Norfolk: A Foodie’s Paradise

What do you get when you combine a beautiful spring evening, interesting people, a walk through Norfolk’s historic neighborhoods, and four unique restaurants? A recipe for a pleasurable outing. Recently I joined a group of visiting travel writers for a Granby Street Food Tour sponsored by Food Tour Corporation, a company that offers food tours in a number of cities: D.C., Cleveland, Indianapolis, New Orleans, Alexandria, and Norfolk.

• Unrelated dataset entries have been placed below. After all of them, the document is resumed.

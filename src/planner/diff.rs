//! Diff engine for comparing resource property maps.
//!
//! This module computes structural, property-level differences between an
//! old and a new [`PropertyMap`]. Objects and arrays are diffed recursively;
//! every other pairing (including unknowns and mismatched kinds) is recorded
//! as a plain old/new pair.
//!
//! Arrays are compared positionally. Inserting an element at the front of a
//! list shows up as an update of every following index rather than a single
//! insertion.

use std::collections::{BTreeMap, BTreeSet};

use crate::resource::{PropertyKey, PropertyMap, PropertyValue};

/// Engine for computing property diffs.
#[derive(Debug, Default, Clone, Copy)]
pub struct DiffEngine;

/// Difference between two values.
#[derive(Debug, Clone, PartialEq)]
pub struct ValueDiff {
    /// Old value.
    pub old: PropertyValue,
    /// New value.
    pub new: PropertyValue,
    /// Element-wise diff, when both sides are arrays.
    pub array: Option<ArrayDiff>,
    /// Key-wise diff, when both sides are objects.
    pub object: Option<ObjectDiff>,
}

/// Key-wise difference between two property maps.
///
/// Every key of either map lands in exactly one of the four sets.
#[derive(Debug, Clone, Default, PartialEq)]
pub struct ObjectDiff {
    /// Keys only in the new map, with non-null values.
    pub adds: BTreeMap<PropertyKey, PropertyValue>,
    /// Keys only in the old map, with non-null values.
    pub deletes: BTreeMap<PropertyKey, PropertyValue>,
    /// Keys in both maps whose values differ.
    pub updates: BTreeMap<PropertyKey, ValueDiff>,
    /// Keys whose values are equal (null and absent count as equal).
    pub sames: BTreeMap<PropertyKey, PropertyValue>,
}

/// Index-wise difference between two arrays.
#[derive(Debug, Clone, Default, PartialEq)]
pub struct ArrayDiff {
    /// Indices only in the new array.
    pub adds: BTreeMap<usize, PropertyValue>,
    /// Indices only in the old array.
    pub deletes: BTreeMap<usize, PropertyValue>,
    /// Indices present in both with differing elements.
    pub updates: BTreeMap<usize, ValueDiff>,
    /// Indices present in both with equal elements.
    pub sames: BTreeMap<usize, PropertyValue>,
}

impl DiffEngine {
    /// Creates a new diff engine.
    #[must_use]
    pub const fn new() -> Self {
        Self
    }

    /// Diffs two property maps, returning `None` if they are equivalent.
    #[must_use]
    pub fn diff(&self, old: &PropertyMap, new: &PropertyMap) -> Option<ObjectDiff> {
        let mut diff = ObjectDiff::default();

        for (key, old_value) in old {
            match new.get(key) {
                Some(new_value) => match self.diff_values(old_value, new_value) {
                    Some(update) => {
                        diff.updates.insert(key.clone(), update);
                    }
                    None => {
                        diff.sames.insert(key.clone(), old_value.clone());
                    }
                },
                None if old_value.has_value() => {
                    diff.deletes.insert(key.clone(), old_value.clone());
                }
                None => {
                    diff.sames.insert(key.clone(), PropertyValue::Null);
                }
            }
        }

        for (key, new_value) in new {
            if old.contains_key(key) {
                continue;
            }
            if new_value.has_value() {
                diff.adds.insert(key.clone(), new_value.clone());
            } else {
                diff.sames.insert(key.clone(), PropertyValue::Null);
            }
        }

        if diff.any_changes() { Some(diff) } else { None }
    }

    /// Diffs two values, returning `None` if they are equal.
    ///
    /// Only array/array and object/object pairs produce a nested diff.
    #[must_use]
    pub fn diff_values(&self, old: &PropertyValue, new: &PropertyValue) -> Option<ValueDiff> {
        match (old, new) {
            (PropertyValue::Array(a), PropertyValue::Array(b)) => {
                self.diff_arrays(a, b).map(|array| ValueDiff {
                    old: old.clone(),
                    new: new.clone(),
                    array: Some(array),
                    object: None,
                })
            }
            (PropertyValue::Object(a), PropertyValue::Object(b)) => {
                self.diff(a, b).map(|object| ValueDiff {
                    old: old.clone(),
                    new: new.clone(),
                    array: None,
                    object: Some(object),
                })
            }
            // NaN only arises from values built in code; it still equals itself.
            (PropertyValue::Number(a), PropertyValue::Number(b)) if a.is_nan() && b.is_nan() => None,
            _ if old == new => None,
            _ => Some(ValueDiff {
                old: old.clone(),
                new: new.clone(),
                array: None,
                object: None,
            }),
        }
    }

    /// Diffs two arrays position by position, returning `None` if equal.
    #[must_use]
    pub fn diff_arrays(&self, old: &[PropertyValue], new: &[PropertyValue]) -> Option<ArrayDiff> {
        let mut diff = ArrayDiff::default();

        for (i, old_elem) in old.iter().enumerate() {
            match new.get(i) {
                Some(new_elem) => match self.diff_values(old_elem, new_elem) {
                    Some(update) => {
                        diff.updates.insert(i, update);
                    }
                    None => {
                        diff.sames.insert(i, old_elem.clone());
                    }
                },
                None => {
                    diff.deletes.insert(i, old_elem.clone());
                }
            }
        }

        for (i, new_elem) in new.iter().enumerate().skip(old.len()) {
            diff.adds.insert(i, new_elem.clone());
        }

        if diff.adds.is_empty() && diff.deletes.is_empty() && diff.updates.is_empty() {
            None
        } else {
            Some(diff)
        }
    }
}

impl ObjectDiff {
    /// Returns true if anything was added, deleted or updated.
    #[must_use]
    pub fn any_changes(&self) -> bool {
        !self.adds.is_empty() || !self.deletes.is_empty() || !self.updates.is_empty()
    }

    /// All keys covered by the diff, in stable order.
    #[must_use]
    pub fn keys(&self) -> Vec<&PropertyKey> {
        let keys: BTreeSet<&PropertyKey> = self
            .adds
            .keys()
            .chain(self.deletes.keys())
            .chain(self.updates.keys())
            .chain(self.sames.keys())
            .collect();
        keys.into_iter().collect()
    }

    /// Returns true if the key was added, deleted or updated.
    #[must_use]
    pub fn changed(&self, key: &str) -> bool {
        self.adds.contains_key(key) || self.deletes.contains_key(key) || self.updates.contains_key(key)
    }

    /// Returns true if the key kept its value.
    #[must_use]
    pub fn same(&self, key: &str) -> bool {
        self.sames.contains_key(key)
    }

    /// Keys that were added, deleted or updated, in stable order.
    #[must_use]
    pub fn changed_keys(&self) -> Vec<&PropertyKey> {
        self.keys().into_iter().filter(|k| self.changed(k)).collect()
    }
}

impl ArrayDiff {
    /// Length of the longer of the two arrays.
    #[must_use]
    pub fn len(&self) -> usize {
        [
            self.adds.keys().next_back(),
            self.deletes.keys().next_back(),
            self.updates.keys().next_back(),
            self.sames.keys().next_back(),
        ]
        .into_iter()
        .flatten()
        .max()
        .map_or(0, |last| last + 1)
    }

    /// Returns true if neither array had elements.
    #[must_use]
    pub fn is_empty(&self) -> bool {
        self.len() == 0
    }
}

impl PropertyMap {
    /// Diffs this map against a newer one. See [`DiffEngine::diff`].
    #[must_use]
    pub fn diff(&self, new: &Self) -> Option<ObjectDiff> {
        DiffEngine::new().diff(self, new)
    }
}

To begin, we entered Freemason Abbey, a lovely restaurant on West Freemason Street housed in a former church, where a soaring cathedral ceiling, cool stained glass windows, and cozy atmosphere welcomed us. Built in 1873, the building was converted to a restaurant 23 years ago and is a popular dining destination for those in the know. After walking a few blocks from our meeting spot, everyone was ready for refreshment, which came in the form of a cold Norfolk Canyon Pale Ale, brewed locally by O’Connors.  A tasty dry beer with hints of fruit, the Norfolk Canyon hit the spot. Next we enjoyed a piping hot bowl of Freemason Abbey’s award-winning she-crab soup. Super thick and full of crab, this soup was phenomenal. I totally recommend it!

From there we walked along cobblestone streets to Omar’s Carriage House, a reputable restaurant I’d always wanted to try. The historic building was once a carriage house, and its authentic vibe adds to the ambiance—as does the charming owner, Omar Boukhriss, who welcomed the group and described the dish his staff would be serving. Called bastila, this savory pastry features phyllo dough stuffed with chicken, almonds, spices, and egg sprinkled with confectioner’s sugar and cinnamon. “It’s a signature dish for special guests,” Omar said, “and takes a lot of work to prepare.” I loved the textures and flavors of the bastila, especially the nice crunch of the phyllo dough.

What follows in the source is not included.